:: Action item ::
Starting from the first line below, count every line holding the word "join", then state the total alone.

(Dataset entries)
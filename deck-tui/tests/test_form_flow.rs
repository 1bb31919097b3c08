//! Integration tests for the module dialog and card list
//!
//! Walks the add/edit dialog through its states and verifies the pure
//! helpers the dashboard uses for filtering and cursor movement.

use crossterm::event::{KeyCode, KeyEvent, KeyModifiers};
use deck_tui::app::{keymap, reduce, textarea_captures, Action, AppState, FormField, FormMode};
use deck_tui::router::Route;
use deck_tui::ui::dashboard::{clamped_cursor, filter_modules, module_at_cursor, next_course_id};
use libcoursedeck::{Course, Module};
use tui_textarea::TextArea;

fn key_event(code: KeyCode, modifiers: KeyModifiers) -> KeyEvent {
    KeyEvent::new(code, modifiers)
}

fn module(id: &str, title: &str, content: Option<&str>) -> Module {
    Module {
        id: id.to_string(),
        course_id: "c1".to_string(),
        teacher_id: "t1".to_string(),
        title: title.to_string(),
        content: content.map(|c| c.to_string()),
        extra: Default::default(),
    }
}

fn course(id: &str, title: &str) -> Course {
    Course {
        id: id.to_string(),
        teacher_id: "t1".to_string(),
        title: title.to_string(),
        extra: Default::default(),
    }
}

#[test]
fn test_add_dialog_walkthrough() {
    let state = AppState::at_route(Route::Dashboard);

    // Open, type a title, hand focus to the content area.
    let state = reduce(
        state,
        Action::FormOpened {
            mode: FormMode::Add,
            title: String::new(),
        },
    );
    let state = reduce(state, Action::FormTitleInput('H'));
    let state = reduce(state, Action::FormTitleInput('i'));
    let state = reduce(state, Action::FormFocusContent);

    let form = state.form.as_ref().expect("dialog should be open");
    assert_eq!(form.title, "Hi");
    assert_eq!(form.focus, FormField::Content);

    // Content keys belong to the textarea now.
    let typed = key_event(KeyCode::Char('x'), KeyModifiers::NONE);
    assert!(textarea_captures(&state, &typed));

    // Ctrl+S still reaches the keymap as a submit.
    let submit = key_event(KeyCode::Char('s'), KeyModifiers::CONTROL);
    assert!(!textarea_captures(&state, &submit));
    assert_eq!(keymap(&state, submit), Action::SubmitForm);

    // Closing drops the dialog.
    let state = reduce(state, Action::FormClosed);
    assert!(state.form.is_none());
}

#[test]
fn test_edit_dialog_keeps_module_identity() {
    let state = AppState::at_route(Route::Dashboard);
    let state = reduce(
        state,
        Action::FormOpened {
            mode: FormMode::Edit {
                module_id: "m42".to_string(),
            },
            title: "Existing title".to_string(),
        },
    );

    let state = reduce(state, Action::FormTitleInput('!'));
    let form = state.form.as_ref().expect("dialog should be open");

    assert_eq!(form.title, "Existing title!");
    assert_eq!(
        form.mode,
        FormMode::Edit {
            module_id: "m42".to_string()
        }
    );
}

#[test]
fn test_textarea_round_trips_module_content() {
    let content = "First line\nSecond line";
    let textarea = TextArea::from(content.lines());

    assert_eq!(textarea.lines().len(), 2);
    assert_eq!(textarea.lines().join("\n"), content);
}

#[test]
fn test_textarea_edits_collect_into_content() {
    let mut textarea = TextArea::default();
    textarea.insert_str("Hello");
    textarea.insert_char('\n');
    textarea.insert_str("World");

    assert_eq!(textarea.lines().join("\n"), "Hello\nWorld");
}

#[test]
fn test_textarea_releases_dialog_keys() {
    let state = AppState::at_route(Route::Dashboard);
    let state = reduce(
        state,
        Action::FormOpened {
            mode: FormMode::Add,
            title: "T".to_string(),
        },
    );
    let state = reduce(state, Action::FormFocusContent);

    let esc = key_event(KeyCode::Esc, KeyModifiers::NONE);
    assert!(!textarea_captures(&state, &esc));
    assert_eq!(keymap(&state, esc), Action::FormClosed);

    let back = key_event(KeyCode::BackTab, KeyModifiers::SHIFT);
    assert!(!textarea_captures(&state, &back));
    assert_eq!(keymap(&state, back), Action::FormFocusTitle);
}

#[test]
fn test_filter_is_case_insensitive_on_titles() {
    let modules = vec![
        module("m1", "Intro to Rust", None),
        module("m2", "Advanced Rust", None),
        module("m3", "Databases", None),
    ];

    let hits = filter_modules(&modules, "rust");
    assert_eq!(hits.len(), 2);

    let hits = filter_modules(&modules, "  DATA  ");
    assert_eq!(hits.len(), 1);
    assert_eq!(hits[0].id, "m3");

    // Blank filter keeps everything.
    let hits = filter_modules(&modules, "");
    assert_eq!(hits.len(), 3);
}

#[test]
fn test_cursor_follows_the_filtered_list() {
    let modules = vec![
        module("m1", "Intro to Rust", None),
        module("m2", "Advanced Rust", None),
        module("m3", "Databases", None),
    ];

    // Cursor positions index into the filtered list, not the full one.
    let hit = module_at_cursor(&modules, "rust", 1).expect("second match");
    assert_eq!(hit.id, "m2");

    // Out-of-range cursors clamp to the last entry.
    let hit = module_at_cursor(&modules, "rust", 9).expect("clamped match");
    assert_eq!(hit.id, "m2");
    assert_eq!(clamped_cursor(2, 9), 1);

    // Nothing matches, nothing selected.
    assert!(module_at_cursor(&modules, "zzz", 0).is_none());
    assert_eq!(clamped_cursor(0, 3), 0);
}

#[test]
fn test_course_cycling_wraps_around() {
    let courses = vec![course("c1", "Rust 101"), course("c2", "Rust 201")];

    assert_eq!(next_course_id(&courses, None).as_deref(), Some("c1"));
    assert_eq!(next_course_id(&courses, Some("c1")).as_deref(), Some("c2"));
    assert_eq!(next_course_id(&courses, Some("c2")).as_deref(), Some("c1"));

    // An id that no longer exists restarts from the first course.
    assert_eq!(next_course_id(&courses, Some("gone")).as_deref(), Some("c1"));

    assert_eq!(next_course_id(&[], None), None);
}
//! Test keybinding translation to actions
//!
//! Verifies that keyboard input maps to the right action for the
//! route and focus the shell is currently in.

use crossterm::event::{KeyCode, KeyEvent, KeyModifiers};
use deck_tui::app::{keymap, reduce, Action, AppState, FormMode};
use deck_tui::router::Route;

fn key_event(code: KeyCode, modifiers: KeyModifiers) -> KeyEvent {
    KeyEvent::new(code, modifiers)
}

#[test]
fn test_ctrl_c_quits_from_any_route() {
    for route in [Route::Home, Route::Login, Route::Register, Route::Dashboard] {
        let state = AppState::at_route(route);
        let key = key_event(KeyCode::Char('c'), KeyModifiers::CONTROL);

        assert_eq!(keymap(&state, key), Action::Quit);
    }
}

#[test]
fn test_q_quits_from_home() {
    let state = AppState::new();
    let key = key_event(KeyCode::Char('q'), KeyModifiers::NONE);

    let action = keymap(&state, key);
    let new_state = reduce(state, action);

    assert!(new_state.should_quit);
}

#[test]
fn test_home_keys_navigate() {
    let state = AppState::new();

    let login = key_event(KeyCode::Char('l'), KeyModifiers::NONE);
    assert_eq!(keymap(&state, login), Action::NavigateTo(Route::Login));

    let register = key_event(KeyCode::Char('r'), KeyModifiers::NONE);
    assert_eq!(keymap(&state, register), Action::NavigateTo(Route::Register));

    let dashboard = key_event(KeyCode::Char('d'), KeyModifiers::NONE);
    assert_eq!(keymap(&state, dashboard), Action::NavigateTo(Route::Dashboard));
}

#[test]
fn test_f1_opens_help_and_esc_closes_it() {
    let state = AppState::new();
    assert!(!state.help_visible);

    let key = key_event(KeyCode::F(1), KeyModifiers::NONE);
    let action = keymap(&state, key);
    let state = reduce(state, action);
    assert!(state.help_visible);

    let key = key_event(KeyCode::Esc, KeyModifiers::NONE);
    let action = keymap(&state, key);
    let state = reduce(state, action);
    assert!(!state.help_visible);
}

#[test]
fn test_help_swallows_other_keys() {
    let mut state = AppState::new();
    state.help_visible = true;

    // 'l' would normally navigate; with help open it must not.
    let key = key_event(KeyCode::Char('l'), KeyModifiers::NONE);
    assert_eq!(keymap(&state, key), Action::Tick);
}

#[test]
fn test_login_enter_submits() {
    let state = AppState::at_route(Route::Login);
    let key = key_event(KeyCode::Enter, KeyModifiers::NONE);

    assert_eq!(keymap(&state, key), Action::SubmitLogin);
}

#[test]
fn test_register_enter_submits() {
    let state = AppState::at_route(Route::Register);
    let key = key_event(KeyCode::Enter, KeyModifiers::NONE);

    assert_eq!(keymap(&state, key), Action::SubmitRegister);
}

#[test]
fn test_auth_tab_moves_focus() {
    let state = AppState::at_route(Route::Login);

    let key = key_event(KeyCode::Tab, KeyModifiers::NONE);
    assert_eq!(keymap(&state, key), Action::FocusNext);

    let key = key_event(KeyCode::BackTab, KeyModifiers::SHIFT);
    assert_eq!(keymap(&state, key), Action::FocusPrev);
}

#[test]
fn test_auth_chars_feed_the_focused_field() {
    let state = AppState::at_route(Route::Login);
    let key = key_event(KeyCode::Char('a'), KeyModifiers::NONE);

    assert_eq!(keymap(&state, key), Action::FieldInput('a'));
}

#[test]
fn test_auth_ignores_ctrl_chars() {
    let state = AppState::at_route(Route::Login);
    let key = key_event(KeyCode::Char('a'), KeyModifiers::CONTROL);

    // Unbound control chords fall through to a tick.
    assert_eq!(keymap(&state, key), Action::Tick);
}

#[test]
fn test_auth_esc_returns_home() {
    let state = AppState::at_route(Route::Register);
    let key = key_event(KeyCode::Esc, KeyModifiers::NONE);

    assert_eq!(keymap(&state, key), Action::NavigateTo(Route::Home));
}

#[test]
fn test_dashboard_action_keys() {
    let state = AppState::at_route(Route::Dashboard);

    let add = key_event(KeyCode::Char('a'), KeyModifiers::NONE);
    assert_eq!(keymap(&state, add), Action::AddRequested);

    let edit = key_event(KeyCode::Char('e'), KeyModifiers::NONE);
    assert_eq!(keymap(&state, edit), Action::EditRequested);

    let delete = key_event(KeyCode::Char('d'), KeyModifiers::NONE);
    assert_eq!(keymap(&state, delete), Action::DeleteAtCursor);

    let refresh = key_event(KeyCode::Char('r'), KeyModifiers::NONE);
    assert_eq!(keymap(&state, refresh), Action::RefreshRequested);

    let logout = key_event(KeyCode::Char('L'), KeyModifiers::SHIFT);
    assert_eq!(keymap(&state, logout), Action::LogoutRequested);
}

#[test]
fn test_dashboard_slash_opens_filter() {
    let state = AppState::at_route(Route::Dashboard);
    let key = key_event(KeyCode::Char('/'), KeyModifiers::NONE);

    assert_eq!(keymap(&state, key), Action::SearchOpened);
}

#[test]
fn test_filter_captures_chars_while_active() {
    let state = AppState::at_route(Route::Dashboard);
    let state = reduce(state, Action::SearchOpened);

    // 'a' would normally open the add dialog; while filtering it types.
    let key = key_event(KeyCode::Char('a'), KeyModifiers::NONE);
    assert_eq!(keymap(&state, key), Action::SearchInput('a'));

    let key = key_event(KeyCode::Enter, KeyModifiers::NONE);
    assert_eq!(keymap(&state, key), Action::SearchClosed);
}

#[test]
fn test_dashboard_cursor_keys() {
    let state = AppState::at_route(Route::Dashboard);

    let down = key_event(KeyCode::Char('j'), KeyModifiers::NONE);
    assert_eq!(keymap(&state, down), Action::CursorDown);

    let up = key_event(KeyCode::Up, KeyModifiers::NONE);
    assert_eq!(keymap(&state, up), Action::CursorUp);

    let next_course = key_event(KeyCode::Tab, KeyModifiers::NONE);
    assert_eq!(keymap(&state, next_course), Action::SelectNextCourse);
}

#[test]
fn test_form_ctrl_s_submits() {
    let state = AppState::at_route(Route::Dashboard);
    let state = reduce(
        state,
        Action::FormOpened {
            mode: FormMode::Add,
            title: String::new(),
        },
    );

    let key = key_event(KeyCode::Char('s'), KeyModifiers::CONTROL);
    assert_eq!(keymap(&state, key), Action::SubmitForm);
}

#[test]
fn test_form_esc_cancels() {
    let state = AppState::at_route(Route::Dashboard);
    let state = reduce(
        state,
        Action::FormOpened {
            mode: FormMode::Add,
            title: String::new(),
        },
    );

    let key = key_event(KeyCode::Esc, KeyModifiers::NONE);
    let action = keymap(&state, key);
    assert_eq!(action, Action::FormClosed);

    let new_state = reduce(state, action);
    assert!(new_state.form.is_none());
}

#[test]
fn test_form_title_chars_type_into_title() {
    let state = AppState::at_route(Route::Dashboard);
    let state = reduce(
        state,
        Action::FormOpened {
            mode: FormMode::Add,
            title: String::new(),
        },
    );

    let key = key_event(KeyCode::Char('T'), KeyModifiers::SHIFT);
    assert_eq!(keymap(&state, key), Action::FormTitleInput('T'));
}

:: Solution ::
2